INFORMATION GIVEN.
>>>

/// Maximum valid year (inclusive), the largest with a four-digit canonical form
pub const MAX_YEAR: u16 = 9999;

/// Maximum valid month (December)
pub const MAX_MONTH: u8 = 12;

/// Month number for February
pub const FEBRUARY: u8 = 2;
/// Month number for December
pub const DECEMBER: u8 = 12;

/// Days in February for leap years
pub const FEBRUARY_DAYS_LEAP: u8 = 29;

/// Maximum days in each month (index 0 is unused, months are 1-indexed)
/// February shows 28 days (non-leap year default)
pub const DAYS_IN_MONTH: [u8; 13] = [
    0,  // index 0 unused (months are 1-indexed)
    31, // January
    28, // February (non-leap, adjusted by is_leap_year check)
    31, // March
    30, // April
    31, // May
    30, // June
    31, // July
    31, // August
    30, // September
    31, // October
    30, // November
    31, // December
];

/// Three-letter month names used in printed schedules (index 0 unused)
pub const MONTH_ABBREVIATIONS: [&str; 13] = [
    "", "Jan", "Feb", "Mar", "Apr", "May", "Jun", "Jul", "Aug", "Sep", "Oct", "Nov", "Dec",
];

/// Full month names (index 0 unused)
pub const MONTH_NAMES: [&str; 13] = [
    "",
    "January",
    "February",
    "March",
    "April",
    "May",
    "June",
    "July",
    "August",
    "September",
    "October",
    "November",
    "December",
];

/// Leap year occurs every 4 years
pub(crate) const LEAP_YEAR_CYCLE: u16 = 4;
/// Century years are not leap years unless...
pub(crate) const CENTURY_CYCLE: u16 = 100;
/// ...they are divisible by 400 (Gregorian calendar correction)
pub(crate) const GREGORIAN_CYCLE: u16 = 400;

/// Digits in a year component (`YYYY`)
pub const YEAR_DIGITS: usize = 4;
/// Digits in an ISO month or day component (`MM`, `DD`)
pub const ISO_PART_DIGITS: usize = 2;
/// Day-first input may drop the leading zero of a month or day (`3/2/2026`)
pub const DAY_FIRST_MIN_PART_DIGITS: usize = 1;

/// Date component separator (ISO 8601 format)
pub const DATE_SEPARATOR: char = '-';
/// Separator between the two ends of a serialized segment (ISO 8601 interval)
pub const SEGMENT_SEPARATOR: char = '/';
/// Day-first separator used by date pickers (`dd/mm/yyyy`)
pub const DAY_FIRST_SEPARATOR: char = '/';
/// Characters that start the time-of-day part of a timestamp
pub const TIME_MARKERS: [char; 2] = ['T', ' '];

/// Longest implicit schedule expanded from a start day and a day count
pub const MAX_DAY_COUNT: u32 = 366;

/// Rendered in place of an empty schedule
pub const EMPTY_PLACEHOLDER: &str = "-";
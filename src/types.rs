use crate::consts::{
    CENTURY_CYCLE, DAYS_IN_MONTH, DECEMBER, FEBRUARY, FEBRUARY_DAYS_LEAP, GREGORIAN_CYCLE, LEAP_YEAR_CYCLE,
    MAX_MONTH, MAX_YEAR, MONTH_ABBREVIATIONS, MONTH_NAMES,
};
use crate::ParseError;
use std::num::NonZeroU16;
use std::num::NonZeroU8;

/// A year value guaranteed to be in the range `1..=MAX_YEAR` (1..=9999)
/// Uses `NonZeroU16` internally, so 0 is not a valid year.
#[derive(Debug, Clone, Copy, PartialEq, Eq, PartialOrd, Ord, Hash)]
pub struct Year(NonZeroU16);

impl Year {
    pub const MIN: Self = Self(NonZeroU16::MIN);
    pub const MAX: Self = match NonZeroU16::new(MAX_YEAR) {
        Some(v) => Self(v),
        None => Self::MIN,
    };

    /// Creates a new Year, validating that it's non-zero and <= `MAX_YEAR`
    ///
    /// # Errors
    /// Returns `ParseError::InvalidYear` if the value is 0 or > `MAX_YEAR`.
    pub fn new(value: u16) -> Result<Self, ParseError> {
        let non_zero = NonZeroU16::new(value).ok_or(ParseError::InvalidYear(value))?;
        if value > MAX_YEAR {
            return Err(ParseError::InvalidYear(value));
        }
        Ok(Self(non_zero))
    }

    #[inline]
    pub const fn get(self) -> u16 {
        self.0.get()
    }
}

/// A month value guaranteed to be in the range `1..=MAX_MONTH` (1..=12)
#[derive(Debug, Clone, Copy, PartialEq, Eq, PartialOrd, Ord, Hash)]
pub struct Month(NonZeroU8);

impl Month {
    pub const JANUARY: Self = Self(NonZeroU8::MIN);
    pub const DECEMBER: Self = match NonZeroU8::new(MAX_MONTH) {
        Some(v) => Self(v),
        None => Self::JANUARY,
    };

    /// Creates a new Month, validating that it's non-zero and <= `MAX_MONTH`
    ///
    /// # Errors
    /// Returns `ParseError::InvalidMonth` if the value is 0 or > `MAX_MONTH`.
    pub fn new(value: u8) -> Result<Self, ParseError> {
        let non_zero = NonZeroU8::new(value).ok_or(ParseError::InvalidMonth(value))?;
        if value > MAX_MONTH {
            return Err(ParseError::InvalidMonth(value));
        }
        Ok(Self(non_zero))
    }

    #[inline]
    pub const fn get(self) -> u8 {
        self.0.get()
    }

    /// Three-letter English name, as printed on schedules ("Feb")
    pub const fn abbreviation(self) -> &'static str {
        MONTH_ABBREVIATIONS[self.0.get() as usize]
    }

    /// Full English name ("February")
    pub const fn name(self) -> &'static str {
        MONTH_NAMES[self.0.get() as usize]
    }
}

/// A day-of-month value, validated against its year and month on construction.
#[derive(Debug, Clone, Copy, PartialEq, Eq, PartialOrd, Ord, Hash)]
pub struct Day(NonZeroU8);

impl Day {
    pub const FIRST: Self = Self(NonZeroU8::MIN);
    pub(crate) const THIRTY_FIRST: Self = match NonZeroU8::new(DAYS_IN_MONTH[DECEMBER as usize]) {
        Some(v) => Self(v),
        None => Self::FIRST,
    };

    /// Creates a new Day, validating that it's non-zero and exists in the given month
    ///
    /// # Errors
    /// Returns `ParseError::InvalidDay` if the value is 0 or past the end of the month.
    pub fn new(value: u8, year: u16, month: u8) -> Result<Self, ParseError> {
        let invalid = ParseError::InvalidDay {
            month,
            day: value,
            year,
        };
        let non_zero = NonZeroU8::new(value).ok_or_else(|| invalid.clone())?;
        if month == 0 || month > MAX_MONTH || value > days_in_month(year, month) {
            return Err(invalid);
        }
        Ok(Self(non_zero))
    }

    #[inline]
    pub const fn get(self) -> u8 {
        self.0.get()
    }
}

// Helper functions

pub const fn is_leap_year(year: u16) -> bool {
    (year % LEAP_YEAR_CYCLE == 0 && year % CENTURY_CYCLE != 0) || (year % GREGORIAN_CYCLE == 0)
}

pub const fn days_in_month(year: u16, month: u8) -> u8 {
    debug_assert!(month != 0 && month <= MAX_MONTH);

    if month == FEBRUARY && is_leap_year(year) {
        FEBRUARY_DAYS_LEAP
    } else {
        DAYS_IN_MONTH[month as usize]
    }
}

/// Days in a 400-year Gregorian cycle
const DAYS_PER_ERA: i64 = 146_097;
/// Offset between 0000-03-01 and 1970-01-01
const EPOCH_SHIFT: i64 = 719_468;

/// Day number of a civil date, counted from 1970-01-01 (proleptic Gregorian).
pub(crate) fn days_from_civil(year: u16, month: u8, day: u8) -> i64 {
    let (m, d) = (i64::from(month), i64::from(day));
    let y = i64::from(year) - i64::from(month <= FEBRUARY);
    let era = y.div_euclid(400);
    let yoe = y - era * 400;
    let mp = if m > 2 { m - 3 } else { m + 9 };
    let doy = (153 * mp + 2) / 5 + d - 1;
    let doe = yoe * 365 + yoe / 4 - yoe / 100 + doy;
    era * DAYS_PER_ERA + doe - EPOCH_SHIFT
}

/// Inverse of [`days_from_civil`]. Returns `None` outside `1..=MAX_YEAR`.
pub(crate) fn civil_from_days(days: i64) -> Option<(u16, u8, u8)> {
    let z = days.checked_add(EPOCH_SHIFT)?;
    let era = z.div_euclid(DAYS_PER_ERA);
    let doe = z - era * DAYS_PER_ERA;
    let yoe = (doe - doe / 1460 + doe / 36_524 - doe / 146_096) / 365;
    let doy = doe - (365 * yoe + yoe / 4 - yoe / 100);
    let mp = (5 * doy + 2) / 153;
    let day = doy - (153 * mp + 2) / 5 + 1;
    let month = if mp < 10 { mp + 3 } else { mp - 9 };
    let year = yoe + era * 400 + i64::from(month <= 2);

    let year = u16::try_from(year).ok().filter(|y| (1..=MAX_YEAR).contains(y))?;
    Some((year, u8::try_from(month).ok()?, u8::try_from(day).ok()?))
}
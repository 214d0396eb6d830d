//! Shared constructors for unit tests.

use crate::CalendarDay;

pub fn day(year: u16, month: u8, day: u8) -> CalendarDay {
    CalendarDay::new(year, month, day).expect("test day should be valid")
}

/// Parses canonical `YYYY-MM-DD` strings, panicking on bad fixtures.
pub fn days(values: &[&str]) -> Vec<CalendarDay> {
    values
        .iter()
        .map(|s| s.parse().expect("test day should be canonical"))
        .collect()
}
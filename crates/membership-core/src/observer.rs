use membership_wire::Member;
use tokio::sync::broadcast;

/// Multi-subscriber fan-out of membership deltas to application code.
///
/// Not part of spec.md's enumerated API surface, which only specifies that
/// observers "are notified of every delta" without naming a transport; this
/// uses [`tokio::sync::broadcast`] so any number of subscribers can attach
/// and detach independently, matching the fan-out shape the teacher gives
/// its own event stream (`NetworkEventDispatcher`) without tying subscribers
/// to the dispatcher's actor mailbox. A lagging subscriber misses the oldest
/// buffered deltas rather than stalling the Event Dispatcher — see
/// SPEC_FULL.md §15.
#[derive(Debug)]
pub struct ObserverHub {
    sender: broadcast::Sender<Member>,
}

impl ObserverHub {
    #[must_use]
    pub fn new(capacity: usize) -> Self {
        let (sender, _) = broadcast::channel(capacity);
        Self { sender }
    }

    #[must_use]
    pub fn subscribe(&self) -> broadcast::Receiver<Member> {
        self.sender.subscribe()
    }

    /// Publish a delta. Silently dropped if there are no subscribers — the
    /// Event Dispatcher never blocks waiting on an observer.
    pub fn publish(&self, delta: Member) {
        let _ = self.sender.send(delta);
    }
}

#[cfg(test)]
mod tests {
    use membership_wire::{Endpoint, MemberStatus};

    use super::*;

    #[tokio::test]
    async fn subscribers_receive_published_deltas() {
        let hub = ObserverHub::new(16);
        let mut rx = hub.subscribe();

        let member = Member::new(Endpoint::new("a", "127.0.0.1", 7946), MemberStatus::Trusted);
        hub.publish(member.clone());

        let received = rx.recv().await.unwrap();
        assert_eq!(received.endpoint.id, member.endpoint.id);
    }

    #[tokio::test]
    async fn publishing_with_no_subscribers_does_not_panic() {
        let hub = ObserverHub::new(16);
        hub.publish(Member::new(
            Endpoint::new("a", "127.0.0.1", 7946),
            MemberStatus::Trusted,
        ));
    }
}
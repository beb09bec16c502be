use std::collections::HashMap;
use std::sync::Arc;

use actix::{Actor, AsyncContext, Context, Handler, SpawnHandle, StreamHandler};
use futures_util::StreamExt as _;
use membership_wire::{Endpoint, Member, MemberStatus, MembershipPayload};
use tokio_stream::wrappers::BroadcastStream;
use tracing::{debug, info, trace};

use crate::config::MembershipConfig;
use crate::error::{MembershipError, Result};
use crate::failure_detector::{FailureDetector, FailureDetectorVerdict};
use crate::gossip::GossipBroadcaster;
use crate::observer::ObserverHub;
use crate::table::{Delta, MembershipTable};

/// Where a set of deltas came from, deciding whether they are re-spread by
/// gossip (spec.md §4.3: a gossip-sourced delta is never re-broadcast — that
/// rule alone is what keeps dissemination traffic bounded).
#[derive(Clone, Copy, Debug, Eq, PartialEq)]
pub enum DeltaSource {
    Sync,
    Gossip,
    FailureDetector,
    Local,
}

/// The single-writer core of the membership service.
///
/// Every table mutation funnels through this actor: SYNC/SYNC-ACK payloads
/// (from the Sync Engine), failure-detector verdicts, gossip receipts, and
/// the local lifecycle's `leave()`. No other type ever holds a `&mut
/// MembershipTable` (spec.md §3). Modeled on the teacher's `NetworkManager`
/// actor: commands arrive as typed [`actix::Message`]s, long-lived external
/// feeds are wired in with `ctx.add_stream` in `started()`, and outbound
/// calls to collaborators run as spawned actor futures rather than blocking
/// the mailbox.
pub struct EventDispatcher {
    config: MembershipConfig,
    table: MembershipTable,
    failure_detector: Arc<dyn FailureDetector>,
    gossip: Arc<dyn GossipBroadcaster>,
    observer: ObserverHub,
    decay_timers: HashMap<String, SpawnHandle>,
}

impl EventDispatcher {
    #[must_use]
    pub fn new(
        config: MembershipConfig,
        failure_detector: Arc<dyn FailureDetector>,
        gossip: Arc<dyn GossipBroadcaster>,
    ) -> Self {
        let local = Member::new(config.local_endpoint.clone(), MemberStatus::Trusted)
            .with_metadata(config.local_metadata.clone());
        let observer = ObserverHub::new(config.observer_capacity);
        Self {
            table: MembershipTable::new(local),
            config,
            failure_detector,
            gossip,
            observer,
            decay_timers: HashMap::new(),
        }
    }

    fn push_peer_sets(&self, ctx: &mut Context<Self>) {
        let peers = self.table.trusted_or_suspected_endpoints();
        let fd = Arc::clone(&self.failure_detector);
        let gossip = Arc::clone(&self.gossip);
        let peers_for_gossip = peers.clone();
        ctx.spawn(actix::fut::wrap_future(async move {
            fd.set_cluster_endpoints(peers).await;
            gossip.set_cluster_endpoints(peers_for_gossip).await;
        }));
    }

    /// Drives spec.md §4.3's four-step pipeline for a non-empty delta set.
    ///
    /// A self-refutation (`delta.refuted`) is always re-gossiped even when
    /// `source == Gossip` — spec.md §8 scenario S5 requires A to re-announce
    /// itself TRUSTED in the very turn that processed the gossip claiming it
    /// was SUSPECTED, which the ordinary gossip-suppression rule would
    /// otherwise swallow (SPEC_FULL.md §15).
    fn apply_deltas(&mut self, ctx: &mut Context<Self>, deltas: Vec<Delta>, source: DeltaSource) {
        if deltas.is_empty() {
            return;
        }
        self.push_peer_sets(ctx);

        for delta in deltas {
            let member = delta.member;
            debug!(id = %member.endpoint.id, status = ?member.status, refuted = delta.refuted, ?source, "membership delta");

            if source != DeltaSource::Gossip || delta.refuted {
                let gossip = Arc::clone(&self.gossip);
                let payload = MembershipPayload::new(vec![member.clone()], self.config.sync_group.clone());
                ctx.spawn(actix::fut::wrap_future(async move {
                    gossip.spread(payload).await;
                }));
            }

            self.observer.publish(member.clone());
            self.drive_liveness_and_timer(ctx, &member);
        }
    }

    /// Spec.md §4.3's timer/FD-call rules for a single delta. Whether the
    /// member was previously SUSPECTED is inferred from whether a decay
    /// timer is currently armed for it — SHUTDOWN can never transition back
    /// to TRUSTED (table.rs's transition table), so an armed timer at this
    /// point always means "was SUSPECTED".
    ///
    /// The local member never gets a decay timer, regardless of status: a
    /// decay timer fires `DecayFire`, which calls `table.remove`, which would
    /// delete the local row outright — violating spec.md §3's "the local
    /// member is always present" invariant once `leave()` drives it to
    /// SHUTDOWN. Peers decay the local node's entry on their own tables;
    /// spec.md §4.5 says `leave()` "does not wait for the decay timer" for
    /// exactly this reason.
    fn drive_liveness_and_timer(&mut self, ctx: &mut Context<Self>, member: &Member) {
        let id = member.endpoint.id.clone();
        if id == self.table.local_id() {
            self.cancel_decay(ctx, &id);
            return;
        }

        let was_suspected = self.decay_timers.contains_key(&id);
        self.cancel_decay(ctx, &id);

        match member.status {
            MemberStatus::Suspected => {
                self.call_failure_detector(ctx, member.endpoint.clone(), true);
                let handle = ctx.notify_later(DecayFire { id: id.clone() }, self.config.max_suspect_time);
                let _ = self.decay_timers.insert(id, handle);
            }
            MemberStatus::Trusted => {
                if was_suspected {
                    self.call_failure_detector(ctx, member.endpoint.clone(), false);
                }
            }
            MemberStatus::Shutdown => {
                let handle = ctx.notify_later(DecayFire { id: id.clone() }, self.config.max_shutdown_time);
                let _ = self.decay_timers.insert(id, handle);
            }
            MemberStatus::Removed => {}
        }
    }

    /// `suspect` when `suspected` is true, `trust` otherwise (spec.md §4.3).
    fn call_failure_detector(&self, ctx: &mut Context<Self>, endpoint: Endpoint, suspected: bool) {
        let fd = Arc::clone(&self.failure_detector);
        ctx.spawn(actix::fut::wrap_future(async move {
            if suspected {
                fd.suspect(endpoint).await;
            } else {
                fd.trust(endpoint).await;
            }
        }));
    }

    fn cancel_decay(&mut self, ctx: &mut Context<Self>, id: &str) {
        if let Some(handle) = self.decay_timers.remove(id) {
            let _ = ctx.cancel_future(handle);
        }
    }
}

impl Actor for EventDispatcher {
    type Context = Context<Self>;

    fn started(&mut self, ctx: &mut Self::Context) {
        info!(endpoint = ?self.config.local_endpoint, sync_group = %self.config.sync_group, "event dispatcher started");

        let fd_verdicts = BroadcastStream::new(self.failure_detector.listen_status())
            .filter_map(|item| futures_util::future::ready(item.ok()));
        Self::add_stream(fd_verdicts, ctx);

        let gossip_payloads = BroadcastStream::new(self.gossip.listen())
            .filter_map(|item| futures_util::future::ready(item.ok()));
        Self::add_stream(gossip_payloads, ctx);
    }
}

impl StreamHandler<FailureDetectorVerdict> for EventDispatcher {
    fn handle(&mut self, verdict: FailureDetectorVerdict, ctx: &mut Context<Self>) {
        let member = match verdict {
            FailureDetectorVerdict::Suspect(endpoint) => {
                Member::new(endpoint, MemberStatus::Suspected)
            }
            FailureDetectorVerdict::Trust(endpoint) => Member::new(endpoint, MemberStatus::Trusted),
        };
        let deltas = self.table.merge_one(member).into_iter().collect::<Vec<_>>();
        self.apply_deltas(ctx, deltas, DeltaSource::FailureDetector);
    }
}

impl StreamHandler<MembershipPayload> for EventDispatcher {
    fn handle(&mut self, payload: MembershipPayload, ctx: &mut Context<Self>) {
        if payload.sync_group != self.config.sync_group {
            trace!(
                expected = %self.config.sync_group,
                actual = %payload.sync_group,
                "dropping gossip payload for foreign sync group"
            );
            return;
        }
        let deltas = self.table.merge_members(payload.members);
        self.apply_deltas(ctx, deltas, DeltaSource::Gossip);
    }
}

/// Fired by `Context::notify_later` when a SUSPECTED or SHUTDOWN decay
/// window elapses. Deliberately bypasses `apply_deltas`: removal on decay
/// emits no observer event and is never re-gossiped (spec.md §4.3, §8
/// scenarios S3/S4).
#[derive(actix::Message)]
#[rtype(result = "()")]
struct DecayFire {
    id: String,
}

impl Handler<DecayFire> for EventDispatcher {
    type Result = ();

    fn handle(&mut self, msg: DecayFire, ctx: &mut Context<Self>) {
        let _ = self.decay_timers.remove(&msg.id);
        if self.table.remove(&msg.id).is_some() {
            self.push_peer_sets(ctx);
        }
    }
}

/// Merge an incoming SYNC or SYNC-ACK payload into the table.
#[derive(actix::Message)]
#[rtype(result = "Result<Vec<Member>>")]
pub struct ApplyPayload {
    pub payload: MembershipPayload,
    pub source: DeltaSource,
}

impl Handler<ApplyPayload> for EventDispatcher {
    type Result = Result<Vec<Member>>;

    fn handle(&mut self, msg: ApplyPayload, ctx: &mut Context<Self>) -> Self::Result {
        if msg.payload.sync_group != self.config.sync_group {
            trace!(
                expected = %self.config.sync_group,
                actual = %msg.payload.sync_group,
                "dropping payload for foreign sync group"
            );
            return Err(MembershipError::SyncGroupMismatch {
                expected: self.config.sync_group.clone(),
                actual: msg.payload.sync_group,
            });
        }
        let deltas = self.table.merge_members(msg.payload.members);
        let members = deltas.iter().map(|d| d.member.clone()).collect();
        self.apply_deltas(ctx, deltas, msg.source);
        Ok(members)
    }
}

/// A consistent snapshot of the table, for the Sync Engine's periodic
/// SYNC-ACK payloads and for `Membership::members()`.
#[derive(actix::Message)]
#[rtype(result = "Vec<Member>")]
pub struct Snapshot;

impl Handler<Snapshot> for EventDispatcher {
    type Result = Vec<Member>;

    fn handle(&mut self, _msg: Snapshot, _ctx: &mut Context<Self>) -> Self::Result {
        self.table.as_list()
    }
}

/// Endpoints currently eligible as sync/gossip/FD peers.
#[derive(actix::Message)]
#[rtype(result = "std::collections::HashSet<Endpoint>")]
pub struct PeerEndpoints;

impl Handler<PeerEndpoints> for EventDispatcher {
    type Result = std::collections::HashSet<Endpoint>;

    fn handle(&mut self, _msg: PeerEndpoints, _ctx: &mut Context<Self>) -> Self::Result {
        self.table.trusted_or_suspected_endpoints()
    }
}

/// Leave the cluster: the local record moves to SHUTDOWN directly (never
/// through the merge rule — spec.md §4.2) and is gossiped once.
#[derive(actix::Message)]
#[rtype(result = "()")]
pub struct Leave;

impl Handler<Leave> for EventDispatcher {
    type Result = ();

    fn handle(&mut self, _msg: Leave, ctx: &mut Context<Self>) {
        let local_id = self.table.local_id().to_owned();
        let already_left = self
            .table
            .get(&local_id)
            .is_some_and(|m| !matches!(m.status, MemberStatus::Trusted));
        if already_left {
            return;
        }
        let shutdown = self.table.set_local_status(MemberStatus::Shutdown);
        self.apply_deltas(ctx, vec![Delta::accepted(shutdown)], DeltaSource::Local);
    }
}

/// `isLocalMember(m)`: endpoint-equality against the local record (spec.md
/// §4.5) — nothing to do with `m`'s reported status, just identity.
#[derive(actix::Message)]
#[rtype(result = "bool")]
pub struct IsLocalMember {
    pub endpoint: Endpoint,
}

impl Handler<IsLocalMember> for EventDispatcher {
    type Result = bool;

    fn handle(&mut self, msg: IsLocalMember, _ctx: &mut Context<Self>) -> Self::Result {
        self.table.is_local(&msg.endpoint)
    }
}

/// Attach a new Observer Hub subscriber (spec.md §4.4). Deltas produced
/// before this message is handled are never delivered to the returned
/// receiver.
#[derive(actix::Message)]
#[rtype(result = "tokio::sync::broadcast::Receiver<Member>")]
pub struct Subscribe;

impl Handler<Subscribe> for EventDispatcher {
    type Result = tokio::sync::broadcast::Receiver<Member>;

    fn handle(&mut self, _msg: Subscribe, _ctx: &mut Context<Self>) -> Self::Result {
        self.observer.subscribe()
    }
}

<<<

YOUR OBJECTIVE. In the data above, repeat exactly each line from the first through the line that contains "pub const DAY_FIRST_SEPARATOR: char = '/';", and give nothing else.

RESPONSE TO THIS TASK.
/// Maximum valid year (inclusive), the largest with a four-digit canonical form
pub const MAX_YEAR: u16 = 9999;

/// Maximum valid month (December)
pub const MAX_MONTH: u8 = 12;

/// Month number for February
pub const FEBRUARY: u8 = 2;
/// Month number for December
pub const DECEMBER: u8 = 12;

/// Days in February for leap years
pub const FEBRUARY_DAYS_LEAP: u8 = 29;

/// Maximum days in each month (index 0 is unused, months are 1-indexed)
/// February shows 28 days (non-leap year default)
pub const DAYS_IN_MONTH: [u8; 13] = [
    0,  // index 0 unused (months are 1-indexed)
    31, // January
    28, // February (non-leap, adjusted by is_leap_year check)
    31, // March
    30, // April
    31, // May
    30, // June
    31, // July
    31, // August
    30, // September
    31, // October
    30, // November
    31, // December
];

/// Three-letter month names used in printed schedules (index 0 unused)
pub const MONTH_ABBREVIATIONS: [&str; 13] = [
    "", "Jan", "Feb", "Mar", "Apr", "May", "Jun", "Jul", "Aug", "Sep", "Oct", "Nov", "Dec",
];

/// Full month names (index 0 unused)
pub const MONTH_NAMES: [&str; 13] = [
    "",
    "January",
    "February",
    "March",
    "April",
    "May",
    "June",
    "July",
    "August",
    "September",
    "October",
    "November",
    "December",
];

/// Leap year occurs every 4 years
pub(crate) const LEAP_YEAR_CYCLE: u16 = 4;
/// Century years are not leap years unless...
pub(crate) const CENTURY_CYCLE: u16 = 100;
/// ...they are divisible by 400 (Gregorian calendar correction)
pub(crate) const GREGORIAN_CYCLE: u16 = 400;

/// Digits in a year component (`YYYY`)
pub const YEAR_DIGITS: usize = 4;
/// Digits in an ISO month or day component (`MM`, `DD`)
pub const ISO_PART_DIGITS: usize = 2;
/// Day-first input may drop the leading zero of a month or day (`3/2/2026`)
pub const DAY_FIRST_MIN_PART_DIGITS: usize = 1;

/// Date component separator (ISO 8601 format)
pub const DATE_SEPARATOR: char = '-';
/// Separator between the two ends of a serialized segment (ISO 8601 interval)
pub const SEGMENT_SEPARATOR: char = '/';
/// Day-first separator used by date pickers (`dd/mm/yyyy`)
pub const DAY_FIRST_SEPARATOR: char = '/';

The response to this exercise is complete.